Eligibility for Federal Resources

    In the preamble, a statement in section IV. B. Methodology (last 
paragraph before subsection C at 73 FR 11247) inaccurately reflects our 
intent and the potential effect regarding eligibility for organizations 
designated through Tier 1 or Tier 2. It suggests that Tier 2 
designations will not be eligible for additional Federal resources. 
That is not the case. No provision in the proposed rule imposes any 
such limitation and it is not our intent to do so. Under the proposed 
rule, whether designated via Tier 1, Tier 2, or Safety Net Facility all 
entities will be equally eligible to compete for new or expanded health 
center funding. Similarly, all entities designated through Tier 1, Tier 
2, or Safety Net Facility will be equally eligible to compete for 
National Health Service Corps (NHSC) placements. In contrast to the 
health center policy described above, NHSC placements are site specific 
pursuant to section 333(a) of the Public Health Service Act. For 
example, while a health center grantee may be eligible for health 
center funding for all of its sites, only some of its sites may be 
eligible under law for NHSC placements.
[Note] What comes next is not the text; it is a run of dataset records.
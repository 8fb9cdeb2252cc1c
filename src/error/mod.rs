//! Error types for configuration resolution.
//!
//! This module provides:
//! - `ErrorKind`: Coarse classification of where a failure came from
//! - `ConfigError`: A single resolution error with the offending value attached
//!
//! Every fallible operation returns the first error it hits. Nothing is
//! retried or accumulated; validation stops at the first violated rule.

use std::fmt;
use std::io;
use std::num::ParseIntError;

use thiserror::Error;

#[derive(Debug, Clone, Copy, PartialEq, Eq)]
pub enum ErrorKind {
    /// A command-line style argument was missing `=`, an alias or a header colon
    MalformedArgument,
    /// A locator string could not be turned into an absolute URL
    UrlResolution,
    /// Open/stat/list failed while expanding a template directory
    Filesystem,
    /// One of the cross-field configuration rules was violated
    Validation,
    /// The structured configuration document was malformed
    Decode,
}

impl fmt::Display for ErrorKind {
    fn fmt(&self, f: &mut fmt::Formatter<'_>) -> fmt::Result {
        match self {
            ErrorKind::MalformedArgument => write!(f, "MalformedArgument"),
            ErrorKind::UrlResolution => write!(f, "UrlResolution"),
            ErrorKind::Filesystem => write!(f, "Filesystem"),
            ErrorKind::Validation => write!(f, "Validation"),
            ErrorKind::Decode => write!(f, "Decode"),
        }
    }
}

#[derive(Debug, Error)]
pub enum ConfigError {
    #[error(
        "invalid datasource ({0}): must provide an alias with files not in working directory"
    )]
    MissingAlias(String),

    #[error("invalid datasource-header option '{0}'")]
    InvalidHeaderArg(String),

    #[error("invalid HTTP Header format '{0}'")]
    InvalidHeader(String),

    #[error("invalid plugin '{0}': plugin requires both name and path")]
    InvalidPlugin(String),

    #[error("could not parse datasource URL {value:?}: {source}")]
    InvalidUrl {
        value: String,
        #[source]
        source: url::ParseError,
    },

    #[error("can't get working directory: {0}")]
    WorkingDir(#[source] io::Error),

    #[error("failed to {op} {path:?}: {source}")]
    Filesystem {
        /// Operation that failed: "open", "stat" or "readDir"
        op: &'static str,
        path: String,
        #[source]
        source: io::Error,
    },

    #[error("failed to parse template args for {args:?}: {source}")]
    TemplateArgs {
        args: Vec<String>,
        #[source]
        source: Box<ConfigError>,
    },

    #[error("only one of these options is supported at a time: '{first}', '{second}'")]
    NotTogether {
        first: &'static str,
        second: &'static str,
    },

    #[error("these options must be set together: '{left}', '{right}'")]
    MustTogether {
        left: &'static str,
        right: &'static str,
    },

    #[error(
        "must provide same number of 'outputFiles' ({outputs}) as 'in' or 'inputFiles' ({inputs}) options"
    )]
    OutputCountMismatch { outputs: usize, inputs: usize },

    #[error("execPipe may only be used with a postExec command")]
    ExecPipeWithoutPostExec,

    #[error("must not set 'outputFiles' when using 'execPipe'")]
    ExecPipeWithOutputFiles,

    #[error("failed to decode configuration: {0}")]
    Yaml(#[from] serde_yaml::Error),

    #[error("failed to read configuration: {0}")]
    Read(#[source] io::Error),

    #[error("invalid output mode {value:?}: {source}")]
    InvalidMode {
        value: String,
        #[source]
        source: ParseIntError,
    },
}

impl ConfigError {
    /// Classify this error.
    pub fn kind(&self) -> ErrorKind {
        match self {
            ConfigError::MissingAlias(_)
            | ConfigError::InvalidHeaderArg(_)
            | ConfigError::InvalidHeader(_)
            | ConfigError::InvalidPlugin(_) => ErrorKind::MalformedArgument,
            ConfigError::InvalidUrl { .. } | ConfigError::WorkingDir(_) => {
                ErrorKind::UrlResolution
            }
            ConfigError::Filesystem { .. } => ErrorKind::Filesystem,
            ConfigError::TemplateArgs { source, .. } => source.kind(),
            ConfigError::NotTogether { .. }
            | ConfigError::MustTogether { .. }
            | ConfigError::OutputCountMismatch { .. }
            | ConfigError::ExecPipeWithoutPostExec
            | ConfigError::ExecPipeWithOutputFiles => ErrorKind::Validation,
            ConfigError::Yaml(_)
            | ConfigError::Read(_)
            | ConfigError::InvalidMode { .. } => ErrorKind::Decode,
        }
    }
}

pub type Result<T, E = ConfigError> = std::result::Result<T, E>;

#[cfg(feature = "miette")]
mod miette_impl;

#[cfg(feature = "miette")]
pub use miette_impl::*;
For further information on NHSC 
placements, please contact your State PCO.

Scoring for Relative Need

    Scores are a numerical expression of relative need derived from 
available data about demography, economics, population density, health 
status and available primary care providers. Scores are designed to be 
used by the NHSC for provider placement and may be used by other 
programs. While the proposed rule does not include a specific 
methodology for scoring those organizations that receive a designation 
for serving high-need populations (Safety Net Facility), a scoring 
methodology will have to be established. To determine a Safety Net 
Facility designation, HRSA will need data on the proportions of the 
applicant organization's patient population that are low-income 
uninsured as well as Medicaid-eligible (see 73 FR 11251 of the proposed 
rule). We seek comments on how to score these Safety Net Facility 
designations so that their need is ranked equitably with the 
designations scored in the other methods outlined in the proposed rule, 
that is, Tier 1 and Tier 2.
    We invite comments on these issues, as well as any other provisions 
of the proposed rule. We will respond to all comments when we publish 
the final rule.

    Dated: April 17, 2008.
Elizabeth M. Duke,
Administrator, Health Resources and Services Administration.